On the flip side of the lack of info is the strangeness of the press' eco focus. The press release didn't emphasize greenness and before the show, designer Rogan Gregory said, "We use organic fabrics when we can." So why do we have quotes like that of Lynn Yaeger from the Village Voice?
The star venue of the week is the Box, Serge Becker's new club on Chrystie Street where the Citizens Band, a troupe of cool-kid cabaret artists, perform dressed in Edun's ecologically correct clothes. (The designers of the achingly PC line include Bono's wife.)

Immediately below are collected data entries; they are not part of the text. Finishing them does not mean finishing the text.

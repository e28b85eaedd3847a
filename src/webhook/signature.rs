//! HMAC-SHA256 webhook signatures
//!
//! The service signs the raw request body with the shared secret and sends the
//! hex-encoded digest in a header. Verification decodes the hex and compares
//! digests in constant time.

use crate::models::WebhookPayload;
use crate::utils::error::{BotadsError, BotadsResult};
use crate::webhook::payload::parse_webhook_payload;
use hmac::{Hmac, Mac};
use secrecy::{ExposeSecret, SecretString};
use sha2::Sha256;
use tracing::debug;

type HmacSha256 = Hmac<Sha256>;

/// Optional scheme prefix some senders put in front of the digest
const SIGNATURE_PREFIX: &str = "sha256=";

/// Key a MAC with the shared secret. An empty secret is a configuration error.
fn keyed_mac(secret: &str) -> BotadsResult<HmacSha256> {
    if secret.is_empty() {
        return Err(BotadsError::config("Webhook shared secret cannot be empty"));
    }
    HmacSha256::new_from_slice(secret.as_bytes())
        .map_err(|e| BotadsError::config(format!("Invalid webhook secret: {}", e)))
}

/// Sign a payload with HMAC-SHA256 and return the lowercase hex signature
pub fn sign_payload(body: &[u8], secret: &str) -> BotadsResult<String> {
    let mut mac = keyed_mac(secret)?;
    mac.update(body);
    Ok(hex::encode(mac.finalize().into_bytes()))
}

/// Verify an HMAC-SHA256 signature against a raw body.
///
/// Returns false for an empty body, an empty secret, a signature that is not
/// valid hex, or a mismatch. Never panics on attacker-controlled input.
pub fn verify_signature(body: &[u8], signature: &str, secret: &str) -> bool {
    if body.is_empty() {
        return false;
    }

    let signature = signature.trim();
    let signature = signature.strip_prefix(SIGNATURE_PREFIX).unwrap_or(signature);
    if signature.is_empty() {
        return false;
    }

    let expected = match hex::decode(signature) {
        Ok(bytes) => bytes,
        Err(_) => return false,
    };

    let Ok(mut mac) = keyed_mac(secret) else {
        return false;
    };
    mac.update(body);
    mac.verify_slice(&expected).is_ok()
}

/// Verifier bound to one shared secret
#[derive(Debug, Clone)]
pub struct WebhookVerifier {
    secret: SecretString,
}

impl WebhookVerifier {
    /// Create a verifier, rejecting a missing secret up front
    pub fn new(secret: impl Into<String>) -> BotadsResult<Self> {
        Self::from_secret(SecretString::new(secret.into().into()))
    }

    /// Create a verifier from a secret already held by the settings
    pub fn from_secret(secret: SecretString) -> BotadsResult<Self> {
        keyed_mac(secret.expose_secret())?;
        Ok(Self { secret })
    }

    /// Check a body against its signature header value
    pub fn verify(&self, body: &[u8], signature: &str) -> bool {
        verify_signature(body, signature, self.secret.expose_secret())
    }

    /// Sign a body with this verifier's secret
    pub fn sign(&self, body: &[u8]) -> BotadsResult<String> {
        sign_payload(body, self.secret.expose_secret())
    }

    /// Verify, then decode. The body is never decoded when the signature fails.
    pub fn verify_and_parse(&self, body: &[u8], signature: &str) -> BotadsResult<WebhookPayload> {
        if !self.verify(body, signature) {
            debug!("Webhook signature mismatch ({} byte body)", body.len());
            return Err(BotadsError::InvalidSignature);
        }
        parse_webhook_payload(body)
    }
}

PC snarkiness aside, I guess a collection called "Nature at Night" plus a few eco-themed cabaret numbers plus a vague statement about using organics are enough to earn "ecological correctness"?
To be fair, EDUN is rumored to use 30% organic fabric, have Verite certification, and to be purchasing organic fabric from Uganda.
On the aesthetic end, the choice to mix the Citizen's Band political cabaret with Edun's Art Nouveau emphasis was inspired. Spending nearly an hour with the clothes while transfixed by smart numbers about global warming proved much more resonant than a simple catwalk show.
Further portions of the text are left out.